The female condom is inserted into the vagina using the closed-end ring. The other ring creates the open end of the condom. The sheath then lines the walls of the vagina, creating a barrier between the sperm and the cervix. The female condom can be inserted up to 8 hours prior to intercourse. It should be removed immediately after sex before standing up.
The male and female condoms should not be used at the same time because friction can cause them to break up, or they can get stuck together and cause one or the other to slip during intercourse, making them ineffective.
A used condom should be thrown in the garbage, not down the toilet. Once a condom is used, it cannot be reused. A new condom should be used each time a couple has sex and it must be used from start to finish each time to protect against pregnancy and STDs. It's important to never use oil-based lubricants (such as mineral oil, petroleum jelly, or baby oil) with condoms because they can break down the rubber.
And a condom that seems dry, sticky, or stiff when it comes out of the package, or is past its expiration date, should be thrown away and a new one used instead. It's wise to have several condoms on hand in case there's a problem with one. It's best to store unused condoms in a cool, dry place.
Over the course of a year, 18 out of 100 typical couples who rely on male condoms alone to prevent pregnancy will have an accidental pregnancy. The use of the female condom is a little less reliable and 21 out of 100 couples will have an unintended pregnancy. Of course, these are average figures and the chance of getting pregnant depends on whether the method is used correctly every time. In fact, studies show that although it's possible for condoms to break or slip during intercourse, the most common reason that condoms "fail" is that the couple didn't use one at all.
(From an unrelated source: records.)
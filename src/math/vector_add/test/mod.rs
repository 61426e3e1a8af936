//! Test utilities for vector add implementations.

#[cfg(test)]
mod tests {
    use crate::accel::SoftwareDevice;
    use crate::error::BenchError;
    use crate::math::vector_add::code::*;
    use crate::utils::generator::VectorGenerator;
    use std::sync::Arc;

    fn strategies(workers: usize) -> Vec<Box<dyn ElementwiseStrategy>> {
        available_variants(workers, Arc::new(SoftwareDevice::new())).unwrap()
    }

    #[test]
    fn test_basic_add() {
        let a = [1.0, 2.0, 3.0, 4.0];
        let b = [5.0, 6.0, 7.0, 8.0];
        for strategy in strategies(3) {
            let out = strategy.apply(&a, &b).unwrap();
            assert_eq!(out, vec![6.0, 8.0, 10.0, 12.0], "{}", strategy.name());
        }
    }

    #[test]
    fn test_empty_gives_empty() {
        for strategy in strategies(2) {
            assert!(strategy.apply(&[], &[]).unwrap().is_empty(), "{}", strategy.name());
        }
    }

    #[test]
    fn test_length_mismatch_rejected() {
        for strategy in strategies(2) {
            let err = strategy.apply(&[1.0], &[1.0, 2.0]).unwrap_err();
            assert!(err.is_precondition(), "{}: {err}", strategy.name());
        }
    }

    #[test]
    fn test_chunked_exact_for_any_worker_count() {
        let inputs = VectorGenerator::new(5).pair(777);
        let expected = vector_add_sequential(inputs.a(), inputs.b()).unwrap();
        for workers in [1, 2, 10, 777, 800] {
            let out = vector_add_chunked(inputs.a(), inputs.b(), workers).unwrap();
            assert_eq!(out, expected, "{workers} workers");
        }
    }

    #[test]
    fn test_accelerator_exact() {
        let device = Arc::new(SoftwareDevice::with_max_workgroup(32));
        let strategy = AcceleratorAdd::new(device.clone());
        let inputs = VectorGenerator::new(6).pair(100);
        let expected = vector_add_sequential(inputs.a(), inputs.b()).unwrap();
        assert_eq!(strategy.apply(inputs.a(), inputs.b()).unwrap(), expected);
        assert_eq!(device.live_buffers(), 0);
    }

    #[test]
    fn test_checksum() {
        assert_eq!(checksum(&[]), 0.0);
        assert_eq!(checksum(&[6.0, 8.0, 10.0, 12.0]), 36.0);
    }

    #[test]
    fn test_zero_workers_rejected() {
        let err = vector_add_chunked(&[1.0], &[2.0], 0).unwrap_err();
        assert!(matches!(err, BenchError::Precondition(_)));
    }
}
Using spermicide with condoms will make condoms more effective at preventing pregnancy. However, spermicide, especially if used frequently, can cause irritation, which may increase the risk of getting HIV and other sexually transmitted infections.
Protection Against STDs
Most male condoms are made of latex. Those made of lambskin may offer less protection against some STDs, including HIV/AIDS, so use of latex condoms is recommended. For people who may have an allergic skin reaction to latex, both male and female condoms made of polyurethane are available.
When properly used, latex and plastic condoms are effective against most STDs. Condoms do not protect against infections spread from sores on the skin not covered by a condom (such as the base of the penis or scrotum). Couples having sex must always use condoms to protect against STDs even when using another method of birth control.
Abstinence (not having sex) is the only method that always prevents pregnancy and STDs.
Most men and women have no problems using condoms. The side effects that can occasionally occur include:
allergy to latex condoms
irritation of the penis or the vagina from spermicides or lubricants that some condoms are treated with
Who Uses Condoms?
Couples who are responsible enough to stop and put a condom on each time before sex and people who want protection against STDs use condoms. Because condoms are the only method of birth control currently available for men, they allow the male to take responsibility for birth control and STD protection. Condoms are also a good choice for people who do not have a lot of money to spend on birth control.
Where are Condoms Available?
Condoms are available without a prescription and are sold in drugstores, supermarkets, and even vending machines. (In some stores, they're in the "Family Planning" aisle.) Condoms come in different sizes, textures, and colors.
How Much Do They Cost?
Condoms are the least expensive and most available method of birth control — other than abstinence, of course. Male condoms cost about $0.50 to $1 each and are less expensive when they are bought in boxes that contain several condoms. In addition, many health centers and family planning clinics (such as Planned Parenthood) and some schools distribute them free of charge. Female condoms are a little more expensive and cost about $2 to $4 per condom.